I remember way back, even it would express itself outwardly because I remember way back when my mother used to say to me, "Ernest, I thought Christians were supposed to be happy and you're miserable." And, I was. I was a sad, depressed, worried, anxious little soul. I would say a petty little soul looking back with selfish ambition. There's nothing so bad where you're anxious to get on, to be successful, to be well known, to be looked up to and everybody that seems to criticize you seems to be rocking that boat. Well, as the great majority of people are involved in the same thing, it's very difficult to avoid criticism, so your boat is always rocking. My boat was always rocking as far as my future was concerned. I had a lot of selfish ambition, a lot of pride inside.
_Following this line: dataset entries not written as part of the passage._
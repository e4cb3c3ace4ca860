//! Planar geometry used by the sampler: axis-aligned bounds and polygons with holes.
use glam::DVec2;

pub mod polygon;

pub use polygon::{point_in_ring, Polygon};

/// Axis-aligned bounding box in layer coordinates.
#[derive(Clone, Copy, Debug, PartialEq)]
pub struct Bounds {
    /// Lower-left corner.
    pub min: DVec2,
    /// Upper-right corner.
    pub max: DVec2,
}

impl Bounds {
    pub fn new(min: impl Into<DVec2>, max: impl Into<DVec2>) -> Self {
        Self {
            min: min.into(),
            max: max.into(),
        }
    }

    /// Smallest box enclosing all `points`, or `None` if there are none.
    pub fn from_points<I>(points: I) -> Option<Self>
    where
        I: IntoIterator<Item = DVec2>,
    {
        let mut iter = points.into_iter();
        let first = iter.next()?;
        let (min, max) = iter.fold((first, first), |(lo, hi), p| (lo.min(p), hi.max(p)));
        Some(Self { min, max })
    }

    #[inline]
    pub fn width(&self) -> f64 {
        self.max.x - self.min.x
    }

    #[inline]
    pub fn height(&self) -> f64 {
        self.max.y - self.min.y
    }

    /// True when the box has no positive area (`max <= min` on either axis).
    ///
    /// NaN corners count as degenerate as well.
    #[inline]
    pub fn is_degenerate(&self) -> bool {
        !(self.max.x > self.min.x && self.max.y > self.min.y)
    }

    /// Inclusive containment on all four edges.
    #[inline]
    pub fn contains(&self, p: DVec2) -> bool {
        p.x >= self.min.x && p.x <= self.max.x && p.y >= self.min.y && p.y <= self.max.y
    }
}

#[cfg(test)]
mod tests {
    use super::*;

    #[test]
    fn from_points_encloses_all() {
        let b = Bounds::from_points([
            DVec2::new(3.0, -1.0),
            DVec2::new(-2.0, 4.0),
            DVec2::new(0.5, 0.5),
        ])
        .expect("non-empty input");
        assert_eq!(b.min, DVec2::new(-2.0, -1.0));
        assert_eq!(b.max, DVec2::new(3.0, 4.0));
        assert_eq!(b.width(), 5.0);
        assert_eq!(b.height(), 5.0);
    }

    #[test]
    fn from_points_empty_is_none() {
        assert!(Bounds::from_points(std::iter::empty()).is_none());
    }

    #[test]
    fn degenerate_when_flat_or_inverted() {
        assert!(Bounds::new((0.0, 0.0), (0.0, 5.0)).is_degenerate());
        assert!(Bounds::new((0.0, 0.0), (5.0, 0.0)).is_degenerate());
        assert!(Bounds::new((2.0, 0.0), (1.0, 5.0)).is_degenerate());
        assert!(Bounds::new((0.0, 0.0), (f64::NAN, 5.0)).is_degenerate());
        assert!(!Bounds::new((0.0, 0.0), (1.0, 1.0)).is_degenerate());
    }

    #[test]
    fn contains_is_inclusive() {
        let b = Bounds::new((0.0, 0.0), (10.0, 10.0));
        assert!(b.contains(DVec2::new(0.0, 0.0)));
        assert!(b.contains(DVec2::new(10.0, 10.0)));
        assert!(!b.contains(DVec2::new(10.0001, 5.0)));
    }
}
In other words, the problems were inward sin. It was inward sin that was the problem.
Obviously, as a Methodist minister, the best way of getting fired was to drink or do something like. I had no trouble with that. I had beaten those things. I could control the life outwardly. But, it was inwardly where no one seemed to be able to see, that I had my problems. Lust, the thing you should preach to everybody else that they should have victory over, I would have trouble with. I would have difficulty with my inward thoughts and my inward feelings. Of course, again and again, you men and women know, it would spring out into outward lack of control. Even if you are married, that's what happens. There comes an uncleanness into your life if your heart is not clean and all the things that spring from those; the envy when somebody did something better than me, the jealousy when somebody praised some other speaker more than they praised me, the anger and irritability that would break out at home.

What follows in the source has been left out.